> TASK TO CARRY OUT
Would you please transcribe, exactly as written, the lines of the entries below starting at the one that holds "local stream unconditionally." and ending at the one that holds "called on total shutdown", both included?

-------

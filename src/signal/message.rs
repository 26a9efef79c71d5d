//! Wire envelope and variants for signals carried over the pub/sub bus
//! (spec §3, §6.2).

use serde::{Deserialize, Serialize};

use crate::utils::ids::CorrelationId;

/// Session-scoped match/connection descriptor kind a live session was
/// negotiated for. Carried in the envelope only for logging; the
/// fencing check itself is purely on `session_version`.
pub type SessionVersion = String;

/// One message exchanged over `vc.<room_id>` (spec §4.1/§6.2).
#[derive(Clone, Debug, Serialize, Deserialize)]
pub struct SignalEnvelope {
    pub from: String,
    pub to: String,
    pub session_version: SessionVersion,
    #[serde(with = "correlation_id_serde")]
    pub correlation_id: CorrelationId,
    pub ts: u64,
    #[serde(flatten)]
    pub body: Signal,
}

/// The typed payload of a signal, tagged by `type`.
#[derive(Clone, Debug, Serialize, Deserialize)]
#[serde(tag = "type", rename_all = "snake_case")]
pub enum Signal {
    Ready,
    Offer { sdp: String },
    Answer { sdp: String },
    Ice { candidate: IceCandidateData },
    Bye,
    Health,
    Chat { text: String, id: String },
}

/// Wire-shape ICE candidate, mirroring `RTCIceCandidateInit`.
#[derive(Clone, Debug, Serialize, Deserialize)]
pub struct IceCandidateData {
    pub candidate: String,
    pub sdp_mid: Option<String>,
    pub sdp_mline_index: Option<u16>,
}

mod correlation_id_serde {
    use super::CorrelationId;
    use serde::{Deserialize, Deserializer, Serializer};
    use std::str::FromStr;

    pub fn serialize<S: Serializer>(id: &CorrelationId, ser: S) -> Result<S::Ok, S::Error> {
        ser.serialize_str(&id.to_string())
    }

    pub fn deserialize<'de, D: Deserializer<'de>>(de: D) -> Result<CorrelationId, D::Error> {
        let s = String::deserialize(de)?;
        uuid::Uuid::from_str(&s)
            .map(CorrelationId::from_uuid)
            .map_err(serde::de::Error::custom)
    }
}
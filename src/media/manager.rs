//! C2 — Media Resource Manager.
//!
//! Owns the single process-wide Local Media Handle (spec §3). Swipe/
//! session cleanup never touches it; only [`MediaResourceManager::release`]
//! does, called exactly once on total shutdown.
//!
//! Grounded on `jason/src/jason.rs`'s `Inner { media_manager: Rc<MediaManager>, .. }`
//! field: a single long-lived object shared by every session rather than
//! recreated per session.

use std::cell::RefCell;

use log::{debug, info};

use crate::error::MediaError;
use crate::media::capture::{LocalStream, MediaCapture, PermissionState};

pub struct MediaResourceManager<C: MediaCapture> {
    capture: C,
    stream: RefCell<Option<C::Stream>>,
}

impl<C: MediaCapture> MediaResourceManager<C> {
    pub fn new(capture: C) -> Self {
        Self { capture, stream: RefCell::new(None) }
    }

    /// Ensures a live local stream exists, acquiring one if absent or if
    /// every current track has died.
    ///
    /// Returns a clone of the (possibly freshly acquired) stream; callers
    /// use this to add tracks to a new peer connection.
    pub async fn ensure_local_stream(&self) -> Result<C::Stream, MediaError> {
        let needs_new = match self.stream.borrow().as_ref() {
            Some(s) => !s.all_tracks_live(),
            None => true,
        };
        if needs_new {
            let fresh = self.capture.acquire().await?;
            *self.stream.borrow_mut() = Some(fresh.clone());
            info!("acquired local media stream");
            Ok(fresh)
        } else {
            Ok(self.stream.borrow().as_ref().cloned().expect("checked above"))
        }
    }

    pub async fn check_permission(&self) -> Result<PermissionState, MediaError> {
        self.capture.check_permission().await
    }

    /// Stops and re-acquires the local stream unconditionally.
    pub async fn force_refresh(&self) -> Result<C::Stream, MediaError> {
        if let Some(old) = self.stream.borrow_mut().take() {
            self.capture.stop(&old).await;
        }
        let fresh = self.capture.acquire().await?;
        *self.stream.borrow_mut() = Some(fresh.clone());
        debug!("force-refreshed local media stream");
        Ok(fresh)
    }

    /// Returns the current stream without acquiring, if any.
    pub fn current(&self) -> Option<C::Stream> {
        self.stream.borrow().as_ref().cloned()
    }

    /// Stops and drops the local stream. Only called on total shutdown
    /// (spec §4.2 invariant: never on per-session cleanup).
    pub async fn release(&self) {
        if let Some(stream) = self.stream.borrow_mut().take() {
            self.capture.stop(&stream).await;
            info!("released local media stream");
        }
    }
}

#[cfg(test)]
mod tests {
    use super::*;
    use crate::media::capture::MockLocalStream;
    use async_trait::async_trait;
    use std::cell::Cell;

    struct FakeCapture {
        acquisitions: Cell<u32>,
        fail: bool,
    }

    #[async_trait(?Send)]
    impl MediaCapture for FakeCapture {
        type Stream = MockLocalStream;

        async fn acquire(&self) -> Result<Self::Stream, MediaError> {
            if self.fail {
                return Err(MediaError::PermissionDenied);
            }
            self.acquisitions.set(self.acquisitions.get() + 1);
            Ok(MockLocalStream { live: true })
        }

        async fn check_permission(&self) -> Result<PermissionState, MediaError> {
            Ok(PermissionState::Granted)
        }

        async fn stop(&self, _stream: &Self::Stream) {}
    }

    #[tokio::test]
    async fn ensure_local_stream_acquires_once_then_reuses() {
        let mgr = MediaResourceManager::new(FakeCapture { acquisitions: Cell::new(0), fail: false });
        mgr.ensure_local_stream().await.unwrap();
        mgr.ensure_local_stream().await.unwrap();
        assert_eq!(mgr.capture.acquisitions.get(), 1);
    }

    #[tokio::test]
    async fn ensure_local_stream_reacquires_when_dead() {
        let mgr = MediaResourceManager::new(FakeCapture { acquisitions: Cell::new(0), fail: false });
        mgr.ensure_local_stream().await.unwrap();
        mgr.stream.borrow_mut().as_mut().unwrap().live = false;
        mgr.ensure_local_stream().await.unwrap();
        assert_eq!(mgr.capture.acquisitions.get(), 2);
    }

    #[tokio::test]
    async fn permission_denied_surfaces_error() {
        let mgr = MediaResourceManager::new(FakeCapture { acquisitions: Cell::new(0), fail: true });
        assert!(matches!(mgr.ensure_local_stream().await, Err(MediaError::PermissionDenied)));
    }
}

-------

> EXERCISE SOLUTION
    /// Stops and re-acquires the local stream unconditionally.
    pub async fn force_refresh(&self) -> Result<C::Stream, MediaError> {
        if let Some(old) = self.stream.borrow_mut().take() {
            self.capture.stop(&old).await;
        }
        let fresh = self.capture.acquire().await?;
        *self.stream.borrow_mut() = Some(fresh.clone());
        debug!("force-refreshed local media stream");
        Ok(fresh)
    }

    /// Returns the current stream without acquiring, if any.
    pub fn current(&self) -> Option<C::Stream> {
        self.stream.borrow().as_ref().cloned()
    }

    /// Stops and drops the local stream. Only called on total shutdown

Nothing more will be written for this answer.